→ WORK TO BE COMPLETED:
Use the entries below and reproduce exactly the lines from the one containing "pub enum OutcomeKind" down to the one containing "impl fmt::Display for Violation", both of them included.

→ RECORDS PROVIDED:
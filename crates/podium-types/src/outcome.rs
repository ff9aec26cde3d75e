//! Declared match outcomes.
//!
//! A match is settled from exactly one of two outcome shapes: a full
//! finishing order (ranking categories such as multi-car races) or a single
//! declared winner (head-to-head categories). The match-data provider decides
//! which one applies through [`OutcomeKind`].

use std::fmt;

use serde::{Deserialize, Serialize};

use crate::{CompetitorId, Position, RankingTable};

/// Which outcome shape a match category uses.
#[derive(Debug, Clone, Copy, PartialEq, Eq, Hash, Serialize, Deserialize)]
pub enum OutcomeKind {
    /// Every competitor is assigned a finishing position.
    Ranking,
    /// A single competitor is declared the winner.
    SingleWinner,
}

impl fmt::Display for OutcomeKind {
    fn fmt(&self, f: &mut fmt::Formatter<'_>) -> fmt::Result {
        match self {
            Self::Ranking => write!(f, "RANKING"),
            Self::SingleWinner => write!(f, "SINGLE_WINNER"),
        }
    }
}

/// The declared real-world result of a match.
///
/// Built by the outcome collector once operator input is complete, consumed
/// once by the resolution coordinator, never persisted in this form.
#[derive(Debug, Clone, PartialEq, Eq)]
pub enum MatchOutcome {
    /// Full finishing order. The table is a bijection by construction.
    Ranking(RankingTable),
    /// Single declared winner.
    Winner { winning_competitor_id: CompetitorId },
}

impl MatchOutcome {
    #[must_use]
    pub fn kind(&self) -> OutcomeKind {
        match self {
            Self::Ranking(_) => OutcomeKind::Ranking,
            Self::Winner { .. } => OutcomeKind::SingleWinner,
        }
    }

    /// Convenience constructor for the single-winner shape.
    #[must_use]
    pub fn winner(competitor: impl Into<String>) -> Self {
        Self::Winner {
            winning_competitor_id: CompetitorId::new(competitor),
        }
    }

    /// The competitor that won the match outright.
    #[must_use]
    pub fn match_winner(&self) -> Option<&CompetitorId> {
        match self {
            Self::Ranking(table) => table.competitor_at(Position::FIRST),
            Self::Winner {
                winning_competitor_id,
            } => Some(winning_competitor_id),
        }
    }
}

/// A reason why collected operator input is not yet a complete outcome.
#[derive(Debug, Clone, PartialEq, Eq, Hash, Serialize, Deserialize)]
pub enum Violation {
    /// A finishing position in `1..=N` has no competitor.
    MissingPosition(Position),
    /// A competitor of the match has no finishing position.
    UnplacedCompetitor(CompetitorId),
    /// Single-winner match with no winner selected.
    NoWinnerSelected,
}

impl fmt::Display for Violation {
    fn fmt(&self, f: &mut fmt::Formatter<'_>) -> fmt::Result {
        match self {
            Self::MissingPosition(p) => write!(f, "position {p} is not assigned"),
            Self::UnplacedCompetitor(c) => write!(f, "competitor {c} has no position"),
            Self::NoWinnerSelected => write!(f, "no winner selected"),
        }
    }
}
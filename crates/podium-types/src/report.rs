//! Batch-level reporting for a resolution run.

use std::fmt;

use serde::{Deserialize, Serialize};

use crate::{MatchId, SettlementOutcome, SettlementStage, WagerId};

/// Phase of a coordinator run.
///
/// `Idle → Running → {AllFailed, PartialSuccess, FullSuccess}`; terminal
/// phases return to `Idle` when acknowledged.
#[derive(Debug, Clone, Copy, PartialEq, Eq, Hash, Serialize, Deserialize)]
pub enum RunPhase {
    Idle,
    Running,
    AllFailed,
    PartialSuccess,
    FullSuccess,
}

impl RunPhase {
    #[must_use]
    pub fn is_terminal(self) -> bool {
        matches!(
            self,
            Self::AllFailed | Self::PartialSuccess | Self::FullSuccess
        )
    }
}

impl fmt::Display for RunPhase {
    fn fmt(&self, f: &mut fmt::Formatter<'_>) -> fmt::Result {
        match self {
            Self::Idle => write!(f, "IDLE"),
            Self::Running => write!(f, "RUNNING"),
            Self::AllFailed => write!(f, "ALL_FAILED"),
            Self::PartialSuccess => write!(f, "PARTIAL_SUCCESS"),
            Self::FullSuccess => write!(f, "FULL_SUCCESS"),
        }
    }
}

/// One wager that could not be settled, with the stage it failed at.
#[derive(Debug, Clone, PartialEq, Eq, Serialize, Deserialize)]
pub struct WagerFailure {
    pub wager_id: WagerId,
    pub stage: SettlementStage,
    pub message: String,
}

/// Aggregate success/failure summary for one settlement batch.
#[derive(Debug, Clone, PartialEq, Eq, Serialize, Deserialize)]
pub struct ResolutionReport {
    pub match_id: MatchId,
    pub succeeded: usize,
    pub failed: usize,
    /// Failures in batch order.
    pub errors: Vec<WagerFailure>,
    /// Successful settlements in batch order.
    pub settled: Vec<SettlementOutcome>,
}

impl ResolutionReport {
    #[must_use]
    pub fn new(match_id: MatchId) -> Self {
        Self {
            match_id,
            succeeded: 0,
            failed: 0,
            errors: Vec::new(),
            settled: Vec::new(),
        }
    }

    /// Fold one wager's result into the report.
    pub fn record(&mut self, result: std::result::Result<SettlementOutcome, WagerFailure>) {
        match result {
            Ok(outcome) => {
                self.succeeded += 1;
                self.settled.push(outcome);
            }
            Err(failure) => {
                self.failed += 1;
                self.errors.push(failure);
            }
        }
    }

    #[must_use]
    pub fn total(&self) -> usize {
        self.succeeded + self.failed
    }

    /// The terminal phase this report implies.
    #[must_use]
    pub fn phase(&self) -> RunPhase {
        match (self.succeeded, self.failed) {
            (0, _) => RunPhase::AllFailed,
            (_, 0) => RunPhase::FullSuccess,
            _ => RunPhase::PartialSuccess,
        }
    }

    #[must_use]
    pub fn failed_wager_ids(&self) -> Vec<WagerId> {
        self.errors.iter().map(|f| f.wager_id).collect()
    }

    /// Operator-facing one-line summary.
    #[must_use]
    pub fn summary(&self) -> String {
        match self.phase() {
            RunPhase::FullSuccess => {
                format!("All {} wagers settled for {}", self.succeeded, self.match_id)
            }
            RunPhase::PartialSuccess => format!(
                "{} of {} wagers settled for {}; {} failed and need attention",
                self.succeeded,
                self.total(),
                self.match_id,
                self.failed
            ),
            _ => format!(
                "No wagers settled for {}; {} failed",
                self.match_id, self.failed
            ),
        }
    }
}

impl fmt::Display for ResolutionReport {
    fn fmt(&self, f: &mut fmt::Formatter<'_>) -> fmt::Result {
        writeln!(f, "{}", self.summary())?;
        for failure in &self.errors {
            writeln!(
                f,
                "  {} [{}]: {}",
                failure.wager_id, failure.stage, failure.message
            )?;
        }
        Ok(())
    }
}

#[cfg(test)]
mod tests {
    use super::*;

    fn failure() -> WagerFailure {
        WagerFailure {
            wager_id: WagerId::new(),
            stage: SettlementStage::LedgerCommit,
            message: "ledger rejected".into(),
        }
    }

    #[test]
    fn empty_report_counts_as_all_failed() {
        let r = ResolutionReport::new(MatchId::new("m1"));
        assert_eq!(r.total(), 0);
        assert_eq!(r.phase(), RunPhase::AllFailed);
    }

    #[test]
    fn failures_keep_batch_order() {
        let mut r = ResolutionReport::new(MatchId::new("m1"));
        let a = failure();
        let b = failure();
        r.record(Err(a.clone()));
        r.record(Err(b.clone()));
        assert_eq!(r.failed_wager_ids(), vec![a.wager_id, b.wager_id]);
        assert_eq!(r.failed, 2);
        assert_eq!(r.phase(), RunPhase::AllFailed);
    }

    #[test]
    fn partial_summary_states_both_counts() {
        let mut r = ResolutionReport::new(MatchId::new("vegas-2024"));
        r.succeeded = 3;
        r.record(Err(failure()));
        r.record(Err(failure()));
        assert_eq!(r.phase(), RunPhase::PartialSuccess);
        let summary = r.summary();
        assert!(summary.contains("3 of 5"), "{summary}");
        assert!(summary.contains("2 failed"), "{summary}");
        let rendered = format!("{r}");
        assert!(rendered.contains("LEDGER_COMMIT"));
    }

    #[test]
    fn terminal_phases() {
        assert!(!RunPhase::Idle.is_terminal());
        assert!(!RunPhase::Running.is_terminal());
        assert!(RunPhase::AllFailed.is_terminal());
        assert!(RunPhase::PartialSuccess.is_terminal());
        assert!(RunPhase::FullSuccess.is_terminal());
    }
}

→ WRITTEN REPLY:
pub enum OutcomeKind {
    /// Every competitor is assigned a finishing position.
    Ranking,
    /// A single competitor is declared the winner.
    SingleWinner,
}

impl fmt::Display for OutcomeKind {
    fn fmt(&self, f: &mut fmt::Formatter<'_>) -> fmt::Result {
        match self {
            Self::Ranking => write!(f, "RANKING"),
            Self::SingleWinner => write!(f, "SINGLE_WINNER"),
        }
    }
}

/// The declared real-world result of a match.
///
/// Built by the outcome collector once operator input is complete, consumed
/// once by the resolution coordinator, never persisted in this form.
#[derive(Debug, Clone, PartialEq, Eq)]
pub enum MatchOutcome {
    /// Full finishing order. The table is a bijection by construction.
    Ranking(RankingTable),
    /// Single declared winner.
    Winner { winning_competitor_id: CompetitorId },
}

impl MatchOutcome {
    #[must_use]
    pub fn kind(&self) -> OutcomeKind {
        match self {
            Self::Ranking(_) => OutcomeKind::Ranking,
            Self::Winner { .. } => OutcomeKind::SingleWinner,
        }
    }

    /// Convenience constructor for the single-winner shape.
    #[must_use]
    pub fn winner(competitor: impl Into<String>) -> Self {
        Self::Winner {
            winning_competitor_id: CompetitorId::new(competitor),
        }
    }

    /// The competitor that won the match outright.
    #[must_use]
    pub fn match_winner(&self) -> Option<&CompetitorId> {
        match self {
            Self::Ranking(table) => table.competitor_at(Position::FIRST),
            Self::Winner {
                winning_competitor_id,
            } => Some(winning_competitor_id),
        }
    }
}

/// A reason why collected operator input is not yet a complete outcome.
#[derive(Debug, Clone, PartialEq, Eq, Hash, Serialize, Deserialize)]
pub enum Violation {
    /// A finishing position in `1..=N` has no competitor.
    MissingPosition(Position),
    /// A competitor of the match has no finishing position.
    UnplacedCompetitor(CompetitorId),
    /// Single-winner match with no winner selected.
    NoWinnerSelected,
}

impl fmt::Display for Violation {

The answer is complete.